(Collected data entries)
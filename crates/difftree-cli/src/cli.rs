use std::path::PathBuf;

use clap::{Args, Parser, Subcommand};

#[derive(Parser)]
#[command(
    name = "difftree",
    about = "Show a change-set as a checkable folder/file tree",
    version
)]
pub struct Cli {
    #[command(subcommand)]
    pub command: Command,

    #[arg(short, long, global = true)]
    pub verbose: bool,

    #[arg(long, global = true, default_value = "text")]
    pub format: OutputFormat,

    /// `git status --porcelain` output to read, or `-` for stdin
    #[arg(short, long, global = true, default_value = "-")]
    pub input: String,

    /// TOML config file
    #[arg(short, long, global = true)]
    pub config: Option<PathBuf>,
}

#[derive(Clone, Copy, Debug, PartialEq, Eq, clap::ValueEnum)]
pub enum OutputFormat {
    Text,
    Json,
}

#[derive(Clone, Copy, Debug, PartialEq, Eq, clap::ValueEnum)]
pub enum Side {
    Staged,
    Unstaged,
}

#[derive(Subcommand)]
pub enum Command {
    /// Render the change-set tree with inclusion states
    Tree(TreeArgs),
    /// Show the aggregate state of one path
    State(StateArgs),
    /// Print the effective configuration
    Config(ConfigArgs),
}

#[derive(Args)]
pub struct TreeArgs {
    /// Stage everything beneath a path (repeatable)
    #[arg(long)]
    pub stage: Vec<String>,
    /// Unstage everything beneath a path (repeatable)
    #[arg(long)]
    pub unstage: Vec<String>,
    /// Only show rows belonging to one side
    #[arg(long)]
    pub only: Option<Side>,
}

#[derive(Args)]
pub struct StateArgs {
    /// Path relative to the working directory; empty for the root
    pub path: String,
}

#[derive(Args)]
pub struct ConfigArgs {}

» ABOUT THIS TASK: Each record above must be output without any alteration.

» TASK RESPONSE:
filename crates/difftree-cli/src/cli.rs
use std::path::PathBuf;

use clap::{Args, Parser, Subcommand};

#[derive(Parser)]
#[command(
    name = "difftree",
    about = "Show a change-set as a checkable folder/file tree",
    version
)]
pub struct Cli {
    #[command(subcommand)]
    pub command: Command,

    #[arg(short, long, global = true)]
    pub verbose: bool,

    #[arg(long, global = true, default_value = "text")]
    pub format: OutputFormat,

    /// `git status --porcelain` output to read, or `-` for stdin
    #[arg(short, long, global = true, default_value = "-")]
    pub input: String,

    /// TOML config file
    #[arg(short, long, global = true)]
    pub config: Option<PathBuf>,
}

#[derive(Clone, Copy, Debug, PartialEq, Eq, clap::ValueEnum)]
pub enum OutputFormat {
    Text,
    Json,
}

#[derive(Clone, Copy, Debug, PartialEq, Eq, clap::ValueEnum)]
pub enum Side {
    Staged,
    Unstaged,
}

#[derive(Subcommand)]
pub enum Command {
    /// Render the change-set tree with inclusion states
    Tree(TreeArgs),
    /// Show the aggregate state of one path
    State(StateArgs),
    /// Print the effective configuration
    Config(ConfigArgs),
}

#[derive(Args)]
pub struct TreeArgs {
    /// Stage everything beneath a path (repeatable)
    #[arg(long)]
    pub stage: Vec<String>,
    /// Unstage everything beneath a path (repeatable)
    #[arg(long)]
    pub unstage: Vec<String>,
    /// Only show rows belonging to one side
    #[arg(long)]
    pub only: Option<Side>,
}

#[derive(Args)]
pub struct StateArgs {
    /// Path relative to the working directory; empty for the root
    pub path: String,
}

#[derive(Args)]
pub struct ConfigArgs {}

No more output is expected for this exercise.